Exercise objective: The response must consist of the lines below from the one with "let frame = self.surface.get_current_texture()?;" through the one with "let up = right.cross(forward);", exactly as they appear and with both ends kept.

Data records:
use garden_core::{Scene, NODE_COUNT, PARTICLE_CAPACITY};
use glam::Vec3;
use web_sys as web;
use wgpu::util::DeviceExt;

#[repr(C)]
#[derive(Copy, Clone, bytemuck::Pod, bytemuck::Zeroable)]
struct Uniforms {
    view_proj: [[f32; 4]; 4],
    camera_right: [f32; 4],
    camera_up: [f32; 4],
}

#[repr(C)]
#[derive(Copy, Clone, bytemuck::Pod, bytemuck::Zeroable)]
struct NodeInstance {
    pos: [f32; 3],
    scale: f32,
    color: [f32; 4],
    emissive: f32,
    _pad: [f32; 3],
}

/// WebGPU state for the canvas: one alpha-blended pipeline for node
/// billboards and one additive pipeline fed directly from the particle
/// pool's flat position buffer.
pub struct GpuState {
    surface: wgpu::Surface<'static>,
    device: wgpu::Device,
    queue: wgpu::Queue,
    config: wgpu::SurfaceConfiguration,
    node_pipeline: wgpu::RenderPipeline,
    particle_pipeline: wgpu::RenderPipeline,
    uniform_buffer: wgpu::Buffer,
    quad_vb: wgpu::Buffer,
    node_instance_vb: wgpu::Buffer,
    particle_instance_vb: wgpu::Buffer,
    bind_group: wgpu::BindGroup,
    width: u32,
    height: u32,
}

impl GpuState {
    pub async fn new(canvas: &web::HtmlCanvasElement) -> anyhow::Result<Self> {
        let width = canvas.width().max(1);
        let height = canvas.height().max(1);
        let instance = wgpu::Instance::default();
        let surface = instance.create_surface(wgpu::SurfaceTarget::Canvas(canvas.clone()))?;
        let adapter = instance
            .request_adapter(&wgpu::RequestAdapterOptions {
                power_preference: wgpu::PowerPreference::HighPerformance,
                compatible_surface: Some(&surface),
                force_fallback_adapter: false,
            })
            .await
            .ok_or_else(|| anyhow::anyhow!("No WebGPU adapter"))?;
        let (device, queue) = adapter
            .request_device(
                &wgpu::DeviceDescriptor {
                    required_features: wgpu::Features::empty(),
                    // Default limits to avoid passing unknown fields to older WebGPU impls
                    required_limits: wgpu::Limits::default(),
                    memory_hints: wgpu::MemoryHints::Performance,
                    label: None,
                },
                None,
            )
            .await
            .map_err(|e| anyhow::anyhow!("request_device error: {e:?}"))?;

        let surface_caps = surface.get_capabilities(&adapter);
        let format = surface_caps.formats[0];
        let config = wgpu::SurfaceConfiguration {
            usage: wgpu::TextureUsages::RENDER_ATTACHMENT,
            format,
            width,
            height,
            present_mode: wgpu::PresentMode::Fifo,
            alpha_mode: surface_caps.alpha_modes[0],
            desired_maximum_frame_latency: 2,
            view_formats: vec![],
        };
        surface.configure(&device, &config);

        let shader = device.create_shader_module(wgpu::ShaderModuleDescriptor {
            label: Some("scene"),
            source: wgpu::ShaderSource::Wgsl(garden_core::SCENE_WGSL.into()),
        });

        let uniform_buffer = device.create_buffer(&wgpu::BufferDescriptor {
            label: Some("uniforms"),
            size: std::mem::size_of::<Uniforms>() as u64,
            usage: wgpu::BufferUsages::UNIFORM | wgpu::BufferUsages::COPY_DST,
            mapped_at_creation: false,
        });
        let quad_vertices: [f32; 12] = [
            -0.5, -0.5, 0.5, -0.5, 0.5, 0.5, -0.5, -0.5, 0.5, 0.5, -0.5, 0.5,
        ];
        let quad_vb = device.create_buffer_init(&wgpu::util::BufferInitDescriptor {
            label: Some("quad_vb"),
            contents: bytemuck::cast_slice(&quad_vertices),
            usage: wgpu::BufferUsages::VERTEX,
        });
        let node_instance_vb = device.create_buffer(&wgpu::BufferDescriptor {
            label: Some("node_instance_vb"),
            size: (std::mem::size_of::<NodeInstance>() * NODE_COUNT) as u64,
            usage: wgpu::BufferUsages::VERTEX | wgpu::BufferUsages::COPY_DST,
            mapped_at_creation: false,
        });
        let particle_instance_vb = device.create_buffer(&wgpu::BufferDescriptor {
            label: Some("particle_instance_vb"),
            size: (std::mem::size_of::<f32>() * 3 * PARTICLE_CAPACITY) as u64,
            usage: wgpu::BufferUsages::VERTEX | wgpu::BufferUsages::COPY_DST,
            mapped_at_creation: false,
        });
        let bind_group_layout = device.create_bind_group_layout(&wgpu::BindGroupLayoutDescriptor {
            label: Some("bgl"),
            entries: &[wgpu::BindGroupLayoutEntry {
                binding: 0,
                visibility: wgpu::ShaderStages::VERTEX_FRAGMENT,
                ty: wgpu::BindingType::Buffer {
                    ty: wgpu::BufferBindingType::Uniform,
                    has_dynamic_offset: false,
                    min_binding_size: None,
                },
                count: None,
            }],
        });
        let bind_group = device.create_bind_group(&wgpu::BindGroupDescriptor {
            label: Some("bg"),
            layout: &bind_group_layout,
            entries: &[wgpu::BindGroupEntry {
                binding: 0,
                resource: uniform_buffer.as_entire_binding(),
            }],
        });
        let pipeline_layout = device.create_pipeline_layout(&wgpu::PipelineLayoutDescriptor {
            label: Some("pl"),
            bind_group_layouts: &[&bind_group_layout],
            push_constant_ranges: &[],
        });

        let quad_layout = wgpu::VertexBufferLayout {
            array_stride: (std::mem::size_of::<f32>() * 2) as u64,
            step_mode: wgpu::VertexStepMode::Vertex,
            attributes: &[wgpu::VertexAttribute {
                format: wgpu::VertexFormat::Float32x2,
                offset: 0,
                shader_location: 0,
            }],
        };
        let node_instance_layout = wgpu::VertexBufferLayout {
            array_stride: std::mem::size_of::<NodeInstance>() as u64,
            step_mode: wgpu::VertexStepMode::Instance,
            attributes: &[
                wgpu::VertexAttribute {
                    format: wgpu::VertexFormat::Float32x3,
                    offset: 0,
                    shader_location: 1,
                },
                wgpu::VertexAttribute {
                    format: wgpu::VertexFormat::Float32,
                    offset: 12,
                    shader_location: 2,
                },
                wgpu::VertexAttribute {
                    format: wgpu::VertexFormat::Float32x4,
                    offset: 16,
                    shader_location: 3,
                },
                wgpu::VertexAttribute {
                    format: wgpu::VertexFormat::Float32,
                    offset: 32,
                    shader_location: 4,
                },
            ],
        };
        let particle_instance_layout = wgpu::VertexBufferLayout {
            array_stride: (std::mem::size_of::<f32>() * 3) as u64,
            step_mode: wgpu::VertexStepMode::Instance,
            attributes: &[wgpu::VertexAttribute {
                format: wgpu::VertexFormat::Float32x3,
                offset: 0,
                shader_location: 1,
            }],
        };

        let node_pipeline = device.create_render_pipeline(&wgpu::RenderPipelineDescriptor {
            label: Some("nodes"),
            layout: Some(&pipeline_layout),
            vertex: wgpu::VertexState {
                module: &shader,
                entry_point: Some("vs_main"),
                buffers: &[quad_layout.clone(), node_instance_layout],
                compilation_options: wgpu::PipelineCompilationOptions::default(),
            },
            primitive: wgpu::PrimitiveState::default(),
            depth_stencil: None,
            multisample: wgpu::MultisampleState::default(),
            fragment: Some(wgpu::FragmentState {
                module: &shader,
                entry_point: Some("fs_node"),
                targets: &[Some(wgpu::ColorTargetState {
                    format,
                    blend: Some(wgpu::BlendState::ALPHA_BLENDING),
                    write_mask: wgpu::ColorWrites::ALL,
                })],
                compilation_options: wgpu::PipelineCompilationOptions::default(),
            }),
            cache: None,
            multiview: None,
        });
        let particle_pipeline = device.create_render_pipeline(&wgpu::RenderPipelineDescriptor {
            label: Some("particles"),
            layout: Some(&pipeline_layout),
            vertex: wgpu::VertexState {
                module: &shader,
                entry_point: Some("vs_particle"),
                buffers: &[quad_layout, particle_instance_layout],
                compilation_options: wgpu::PipelineCompilationOptions::default(),
            },
            primitive: wgpu::PrimitiveState::default(),
            depth_stencil: None,
            multisample: wgpu::MultisampleState::default(),
            fragment: Some(wgpu::FragmentState {
                module: &shader,
                entry_point: Some("fs_particle"),
                targets: &[Some(wgpu::ColorTargetState {
                    format,
                    blend: Some(wgpu::BlendState {
                        color: wgpu::BlendComponent {
                            src_factor: wgpu::BlendFactor::One,
                            dst_factor: wgpu::BlendFactor::One,
                            operation: wgpu::BlendOperation::Add,
                        },
                        alpha: wgpu::BlendComponent::OVER,
                    }),
                    write_mask: wgpu::ColorWrites::ALL,
                })],
                compilation_options: wgpu::PipelineCompilationOptions::default(),
            }),
            cache: None,
            multiview: None,
        });

        Ok(Self {
            surface,
            device,
            queue,
            config,
            node_pipeline,
            particle_pipeline,
            uniform_buffer,
            quad_vb,
            node_instance_vb,
            particle_instance_vb,
            bind_group,
            width,
            height,
        })
    }

    pub fn resize_if_needed(&mut self, width: u32, height: u32) {
        if width == 0 || height == 0 || (width == self.width && height == self.height) {
            return;
        }
        self.width = width;
        self.height = height;
        self.config.width = width;
        self.config.height = height;
        self.surface.configure(&self.device, &self.config);
    }

    pub fn render(&mut self, scene: &Scene) -> Result<(), wgpu::SurfaceError> {
        let frame = self.surface.get_current_texture()?;
        let view = frame
            .texture
            .create_view(&wgpu::TextureViewDescriptor::default());

        let cam = &scene.camera;
        let view_proj = (cam.projection_matrix() * cam.view_matrix()).to_cols_array_2d();
        let forward = cam.view_dir();
        let right = forward.cross(Vec3::Y).normalize();
        let up = right.cross(forward);
        self.queue.write_buffer(
            &self.uniform_buffer,
            0,
            bytemuck::bytes_of(&Uniforms {
                view_proj,
                camera_right: [right.x, right.y, right.z, 0.0],
                camera_up: [up.x, up.y, up.z, 0.0],
            }),
        );

        let instances: Vec<NodeInstance> = scene
            .nodes
            .iter()
            .map(|n| NodeInstance {
                pos: n.position.to_array(),
                scale: 2.0 * n.pick_radius(),
                color: [n.color[0], n.color[1], n.color[2], 1.0],
                emissive: n.emissive,
                _pad: [0.0; 3],
            })
            .collect();
        self.queue
            .write_buffer(&self.node_instance_vb, 0, bytemuck::cast_slice(&instances));
        self.queue.write_buffer(
            &self.particle_instance_vb,
            0,
            bytemuck::cast_slice(scene.pool.positions()),
        );
        let particle_count = scene.pool.live_count().min(scene.pool.capacity()) as u32;

        let mut encoder = self
            .device
            .create_command_encoder(&wgpu::CommandEncoderDescriptor {
                label: Some("encoder"),
            });
        {
            let mut rpass = encoder.begin_render_pass(&wgpu::RenderPassDescriptor {
                label: Some("rpass"),
                color_attachments: &[Some(wgpu::RenderPassColorAttachment {
                    view: &view,
                    resolve_target: None,
                    ops: wgpu::Operations {
                        load: wgpu::LoadOp::Clear(wgpu::Color {
                            r: 0.01,
                            g: 0.02,
                            b: 0.03,
                            a: 1.0,
                        }),
                        store: wgpu::StoreOp::Store,
                    },
                })],
                depth_stencil_attachment: None,
                timestamp_writes: None,
                occlusion_query_set: None,
            });
            rpass.set_bind_group(0, &self.bind_group, &[]);
            rpass.set_vertex_buffer(0, self.quad_vb.slice(..));

            rpass.set_pipeline(&self.node_pipeline);
            rpass.set_vertex_buffer(1, self.node_instance_vb.slice(..));
            rpass.draw(0..6, 0..instances.len() as u32);

            if particle_count > 0 {
                rpass.set_pipeline(&self.particle_pipeline);
                rpass.set_vertex_buffer(1, self.particle_instance_vb.slice(..));
                rpass.draw(0..6, 0..particle_count);
            }
        }
        self.queue.submit(Some(encoder.finish()));
        frame.present();
        Ok(())
    }
}
use crate::input;
use garden_core::{PressOutcome, Scene};
use std::cell::RefCell;
use std::rc::Rc;
use wasm_bindgen::JsCast;
use web_sys as web;

pub struct InputWiring {
    pub canvas: web::HtmlCanvasElement,
    pub scene: Rc<RefCell<Scene>>,
}

/// Wire pointer handlers onto the canvas/window. Move and up listen on the
/// window so a drag survives the pointer leaving the canvas; down listens on
/// the canvas and captures the pointer.
pub fn wire_input_handlers(w: InputWiring) {
    // pointermove
    {
        let scene_m = w.scene.clone();
        let canvas_m = w.canvas.clone();
        let closure = wasm_bindgen::closure::Closure::wrap(Box::new(move |ev: web::PointerEvent| {
            let ndc = input::pointer_ndc(&ev, &canvas_m);
            scene_m.borrow_mut().pointer_moved(ndc);
        }) as Box<dyn FnMut(_)>);
        if let Some(wnd) = web::window() {
            let _ = wnd
                .add_event_listener_with_callback("pointermove", closure.as_ref().unchecked_ref());
        }
        closure.forget();
    }

    // pointerdown
    {
        let scene_d = w.scene.clone();
        let canvas_d = w.canvas.clone();
        let closure = wasm_bindgen::closure::Closure::wrap(Box::new(move |ev: web::PointerEvent| {
            let ndc = input::pointer_ndc(&ev, &canvas_d);
            let mut scene = scene_d.borrow_mut();
            scene.pointer_moved(ndc);
            match scene.pointer_down() {
                PressOutcome::Grabbed(i) => log::info!("[pointer] grabbed node {i}"),
                PressOutcome::CollapsedAll => log::debug!("[pointer] empty space, collapse"),
            }
            let _ = canvas_d.set_pointer_capture(ev.pointer_id());
            ev.prevent_default();
        }) as Box<dyn FnMut(_)>);
        let _ = w
            .canvas
            .add_event_listener_with_callback("pointerdown", closure.as_ref().unchecked_ref());
        closure.forget();
    }

    // pointerup
    {
        let scene_u = w.scene.clone();
        let closure = wasm_bindgen::closure::Closure::wrap(Box::new(move |ev: web::PointerEvent| {
            if let Some(i) = scene_u.borrow_mut().pointer_up() {
                log::info!("[pointer] released node {i}: expand + burst");
            }
            ev.prevent_default();
        }) as Box<dyn FnMut(_)>);
        if let Some(wnd) = web::window() {
            let _ =
                wnd.add_event_listener_with_callback("pointerup", closure.as_ref().unchecked_ref());
        }
        closure.forget();
    }
}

Answer to the problem:
        let frame = self.surface.get_current_texture()?;
        let view = frame
            .texture
            .create_view(&wgpu::TextureViewDescriptor::default());

        let cam = &scene.camera;
        let view_proj = (cam.projection_matrix() * cam.view_matrix()).to_cols_array_2d();
        let forward = cam.view_dir();
        let right = forward.cross(Vec3::Y).normalize();
        let up = right.cross(forward);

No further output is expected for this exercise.